For centuries, scientists have sought unsuccessfully to unlock the secrets of the Big Bang Theory — a model explaining the birth of the universe. But 63-year-old Dr. Lyn Evans of Aberdare, England, popularly known as "Evans the Atom," claims to know the answers, and will test his experiment on Wednesday by using a 17-mile-long doughnut-shaped tunnel that will smash sub-atomic particles together at the speed of light, the Mail reported.

Evans' ambitions, however, have brought widespread concern among scientists who say the experiment could create a shower of unstable black holes inside the Earth, and subsequently bring destruction to the planet.

"Nothing will happen for at least four years," retired German Otto Rossler told the Mail. "Then someone will spot a light ray coming out of the Indian Ocean during the night and no one will be able to explain it."

TO


----------



## evangilder (Sep 7, 2008)

Here is the problem, until science proves otherwise, suspicion and fear seem to go crazy.

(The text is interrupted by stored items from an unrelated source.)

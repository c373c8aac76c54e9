//! State workers persisting shipment plans and inventory snapshots.

use async_trait::async_trait;
use std::sync::Arc;
use tracing::debug;

use sr_bus::ConsumerMessage;
use sr_state::PlanningStateStore;
use sr_types::{InventorySnapshot, ShipmentPlan};
use sr_worker::{HandlerError, MessageHandler};

/// Persists `shipment-plans` records into the planning state store.
pub struct ShipmentStateHandler {
    store: Arc<dyn PlanningStateStore>,
}

impl ShipmentStateHandler {
    pub fn new(store: Arc<dyn PlanningStateStore>) -> ShipmentStateHandler {
        ShipmentStateHandler { store }
    }
}

#[async_trait]
impl MessageHandler for ShipmentStateHandler {
    async fn handle(&self, message: &ConsumerMessage) -> Result<(), HandlerError> {
        let plan: ShipmentPlan = serde_json::from_value(message.message.clone())
            .map_err(|e| HandlerError::new(format!("not a shipment plan: {}", e)))?;
        self.store
            .upsert_shipment(&plan)
            .await
            .map_err(|e| HandlerError::new(e.to_string()))?;
        debug!(shipment_id = %plan.shipment_id, lane_id = %plan.lane_id, "shipment persisted");
        Ok(())
    }
}

/// Persists `inventory-snapshots` records into the planning state store.
pub struct InventoryStateHandler {
    store: Arc<dyn PlanningStateStore>,
}

impl InventoryStateHandler {
    pub fn new(store: Arc<dyn PlanningStateStore>) -> InventoryStateHandler {
        InventoryStateHandler { store }
    }
}

#[async_trait]
impl MessageHandler for InventoryStateHandler {
    async fn handle(&self, message: &ConsumerMessage) -> Result<(), HandlerError> {
        let snapshot: InventorySnapshot = serde_json::from_value(message.message.clone())
            .map_err(|e| HandlerError::new(format!("not an inventory snapshot: {}", e)))?;
        self.store
            .upsert_inventory(&snapshot)
            .await
            .map_err(|e| HandlerError::new(e.to_string()))?;
        debug!(sku = %snapshot.sku, site_id = %snapshot.site_id, "inventory persisted");
        Ok(())
    }
}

The earth was flat at one time. If an airplane went beyond the speed of sound, it would disintegrate. Tomatoes were thought to be poisonous. All of these have proven false. Are other scientists actually really concerned, or jealous of this scientists findings and research? 

I thought they had already smashed particles together at light speed at the Fermi lab anyway. 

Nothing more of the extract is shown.